Mechanism of Action:

Prostaglandin E (EP) receptor agonist. EP receptors are seven-transmembrane G-protein-coupled receptors.

Lecture and CAL materials: (under review)

Omeprazole

UNDER REVIEW (September 2016)

Mechanism of Action:

Proton pump inhibitor that blocks H+/K+ ATPase (proton pump) in parietal cells. Omeprazole is a pro-drug and a weak base which is inactive at neutral pH. It is activated in the acidic environment of the canaliculi of parietal cells and is usually enteric-coated to avoid premature activation. The active form binds covalently to sulphydryl groups in the proton pump, irreversibly inhibiting it. Under normal conditions, rises in cAMP and Ca2+ in parietal cells of stomach activate the proton pump which exchanges H+ in the cell with K+ in the lumen of the gastric gland. Proton pump inhibitors inhibit the process and so reduce gastric acid secretion very effectively. Its effects are evident for up 3 days because it stays in the canaliculi. To start acid secretion once again, new proton pumps have to be made, a process that takes about 18 hours. Proton pump inhibitors cause gastrin levels to rise – gastrin is a natural stimulator of acid secretion in the stomach, and levels of gastrin rise when acid levels are low.

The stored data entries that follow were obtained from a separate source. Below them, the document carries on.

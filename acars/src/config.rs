//! Application configuration management.
//!
//! Configuration is loaded from an optional YAML file with environment variable overrides. The
//! configuration file path defaults to `config.yaml` but can be specified via `-f` flag or
//! `ACARS_CONFIG` environment variable.
//!
//! ## Loading Priority
//!
//! Configuration sources are merged in the following order (later sources override earlier ones):
//!
//! 1. **YAML config file** - Base configuration (default: `config.yaml`, may be absent)
//! 2. **Environment variables** - Variables prefixed with `ACARS_` override YAML values
//! 3. **Conventional variables** - `PORT`, `EMAIL_USER` and `EMAIL_PASS`
//!
//! For nested config values, use double underscores in environment variables. For example,
//! `ACARS_EMAIL__SMTP__HOST=smtp.example.com` sets the `email.smtp.host` field.
//!
//! ## Environment Variable Examples
//!
//! ```bash
//! # Listen on another port
//! PORT=8080
//!
//! # Mail relay account
//! EMAIL_USER="acarsadvisor@gmail.com"
//! EMAIL_PASS="app-password"
//!
//! # Write emails to ./emails instead of using SMTP
//! ACARS_EMAIL__TRANSPORT=file
//! ```

use clap::Parser;
use figment::{
    Figment,
    providers::{Env, Format, Yaml},
};
use lettre::Address;
use serde::{Deserialize, Serialize};
use std::path::PathBuf;

/// Simple CLI args - just for specifying config file
#[derive(Parser, Debug)]
#[command(author, version, about, long_about = None)]
pub struct Args {
    /// Path to configuration file
    #[arg(short = 'f', long, env = "ACARS_CONFIG", default_value = "config.yaml")]
    pub config: String,

    /// Validate configuration and exit without starting the server.
    #[arg(long)]
    pub validate: bool,
}

/// Main application configuration.
///
/// All fields have defaults so an empty config (no file, no env) starts a server on port 3000
/// that relays through Gmail SMTP once credentials are provided.
#[derive(Debug, Clone, Deserialize, Serialize)]
#[serde(default, deny_unknown_fields)]
pub struct Config {
    /// HTTP server host to bind to (e.g., "0.0.0.0" for all interfaces)
    pub host: String,
    /// HTTP server port to bind to
    pub port: u16,
    /// Flat directory that receives uploaded media, also served under `/uploads`
    pub uploads_dir: PathBuf,
    /// Upload and form limits
    pub limits: LimitsConfig,
    /// Business identity used as email recipient and in email footers
    pub business: BusinessConfig,
    /// Outbound email configuration
    pub email: EmailConfig,
    /// CORS settings for the website frontend
    pub cors: CorsConfig,
    /// Enable OpenTelemetry OTLP export for distributed tracing
    pub enable_otel_export: bool,
}

impl Default for Config {
    fn default() -> Self {
        Self {
            host: "0.0.0.0".to_string(),
            port: 3000,
            uploads_dir: PathBuf::from("uploads"),
            limits: LimitsConfig::default(),
            business: BusinessConfig::default(),
            email: EmailConfig::default(),
            cors: CorsConfig::default(),
            enable_otel_export: false,
        }
    }
}

#[derive(Debug, Clone, Deserialize, Serialize)]
#[serde(default, deny_unknown_fields)]
pub struct LimitsConfig {
    /// Maximum size of a single uploaded file, in bytes
    pub max_file_size: u64,
    /// Maximum number of files in one sell-car submission
    pub max_files: usize,
    /// Maximum number of whitespace-delimited words in a car description
    pub max_description_words: usize,
}

impl Default for LimitsConfig {
    fn default() -> Self {
        Self {
            max_file_size: 10 * 1024 * 1024,
            max_files: 10,
            max_description_words: 250,
        }
    }
}

impl LimitsConfig {
    /// Body limit for the multipart route: every file at its maximum plus room for text fields
    /// and multipart framing.
    pub fn multipart_body_limit(&self) -> usize {
        let files = self.max_file_size.saturating_mul(self.max_files as u64);
        usize::try_from(files.saturating_add(1024 * 1024)).unwrap_or(usize::MAX)
    }
}

#[derive(Debug, Clone, Deserialize, Serialize)]
#[serde(default, deny_unknown_fields)]
pub struct BusinessConfig {
    pub name: String,
    /// Mailbox that receives every submission
    pub email: String,
    pub phone: String,
    pub address: String,
}

impl Default for BusinessConfig {
    fn default() -> Self {
        Self {
            name: "A Cars".to_string(),
            email: "acarsadvisor@gmail.com".to_string(),
            phone: "+91-8928983020".to_string(),
            address: "Panchratna, Ground Floor, Office No.2, Opera House, Mumbai 400004".to_string(),
        }
    }
}

/// Email transport method
#[derive(Debug, Clone, Copy, PartialEq, Eq, Deserialize, Serialize)]
#[serde(rename_all = "lowercase")]
pub enum EmailTransportKind {
    /// Send emails via SMTP server
    Smtp,
    /// Write emails to files (for development/testing)
    File,
}

#[derive(Debug, Clone, Deserialize, Serialize)]
#[serde(default, deny_unknown_fields)]
pub struct EmailConfig {
    pub transport: EmailTransportKind,
    pub smtp: SmtpConfig,
    pub file: FileTransportConfig,
    /// Sender email address. Defaults to the SMTP username.
    pub from_email: Option<String>,
    /// Sender display name
    pub from_name: String,
}

impl Default for EmailConfig {
    fn default() -> Self {
        Self {
            transport: EmailTransportKind::Smtp,
            smtp: SmtpConfig::default(),
            file: FileTransportConfig::default(),
            from_email: None,
            from_name: "A Cars".to_string(),
        }
    }
}

impl EmailConfig {
    /// Address used in the `From` header of every outgoing email
    pub fn sender_address(&self) -> &str {
        match (&self.from_email, self.transport) {
            (Some(from), _) => from,
            (None, EmailTransportKind::Smtp) => &self.smtp.username,
            (None, EmailTransportKind::File) => "noreply@localhost",
        }
    }
}

#[derive(Debug, Clone, Deserialize, Serialize)]
#[serde(default, deny_unknown_fields)]
pub struct SmtpConfig {
    /// SMTP server hostname
    pub host: String,
    /// SMTP server port
    pub port: u16,
    /// SMTP authentication username (`EMAIL_USER`)
    pub username: String,
    /// SMTP authentication password (`EMAIL_PASS`)
    #[serde(skip_serializing)]
    pub password: String,
    /// Use STARTTLS
    pub use_tls: bool,
}

impl Default for SmtpConfig {
    fn default() -> Self {
        Self {
            host: "smtp.gmail.com".to_string(),
            port: 587,
            username: String::new(),
            password: String::new(),
            use_tls: true,
        }
    }
}

#[derive(Debug, Clone, Deserialize, Serialize)]
#[serde(default, deny_unknown_fields)]
pub struct FileTransportConfig {
    /// Directory path where email files will be written
    pub path: PathBuf,
}

impl Default for FileTransportConfig {
    fn default() -> Self {
        Self {
            path: PathBuf::from("./emails"),
        }
    }
}

#[derive(Debug, Clone, Deserialize, Serialize)]
#[serde(default, deny_unknown_fields)]
pub struct CorsConfig {
    /// Allowed origins; `*` allows any origin (incompatible with credentials)
    pub allowed_origins: Vec<String>,
    pub allow_credentials: bool,
    /// Cache preflight requests for this many seconds
    pub max_age: Option<u64>,
}

impl Default for CorsConfig {
    fn default() -> Self {
        Self {
            allowed_origins: vec!["http://localhost:3000".to_string()],
            allow_credentials: true,
            max_age: None,
        }
    }
}

impl Config {
    #[allow(clippy::result_large_err)]
    pub fn load(args: &Args) -> Result<Self, figment::Error> {
        let config: Self = Self::figment(args).extract()?;
        config.validate().map_err(figment::Error::from)?;
        Ok(config)
    }

    pub fn figment(args: &Args) -> Figment {
        Figment::new()
            // Load base config file
            .merge(Yaml::file(&args.config))
            // Environment variables can still override specific values
            .merge(Env::prefixed("ACARS_").ignore(&["CONFIG"]).split("__"))
            // Conventional names used by hosting platforms and the old deployment
            .merge(Env::raw().only(&["PORT"]))
            .merge(Env::raw().only(&["EMAIL_USER"]).map(|_| "email.smtp.username".into()))
            .merge(Env::raw().only(&["EMAIL_PASS"]).map(|_| "email.smtp.password".into()))
    }

    pub fn validate(&self) -> Result<(), String> {
        if self.limits.max_file_size == 0 || self.limits.max_files == 0 || self.limits.max_description_words == 0 {
            return Err("Config validation: limits must be greater than zero".to_string());
        }

        if self.business.email.parse::<Address>().is_err() {
            return Err(format!(
                "Config validation: business.email '{}' is not a valid email address",
                self.business.email
            ));
        }

        if self.email.transport == EmailTransportKind::Smtp && (self.email.smtp.username.is_empty() || self.email.smtp.password.is_empty())
        {
            return Err("Config validation: SMTP transport requires a username and password (EMAIL_USER / EMAIL_PASS)".to_string());
        }

        if self.email.sender_address().parse::<Address>().is_err() {
            return Err(format!(
                "Config validation: sender address '{}' is not a valid email address",
                self.email.sender_address()
            ));
        }

        if self.cors.allow_credentials && self.cors.allowed_origins.iter().any(|o| o == "*") {
            return Err("Config validation: wildcard CORS origin cannot be combined with allow_credentials".to_string());
        }

        Ok(())
    }

    pub fn bind_address(&self) -> String {
        format!("{}:{}", self.host, self.port)
    }
}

Lecture and CAL materials:

Ranitidine

UNDER REVIEW (September 2016)

Mechanism of Action:

Ranitidine is a histamine H2-receptor antagonist. Histamine, released from enterochromaffin (mast-like) cells in the stomach, activates histamine H2 receptors (seven-transmembrane G-protein-coupled receptors) which promote acid secretion. Being a reversible competitor of histamine at H2 receptors on parietal cells, ranitidine prevents histamine-induced gastric acid secretion. It also indirectly inhibits gastrin- and acetylcholine-stimulated gastric acid secretion, which also results in reduced secretion of pepsin (digestive enzyme that hydrolyzes protein).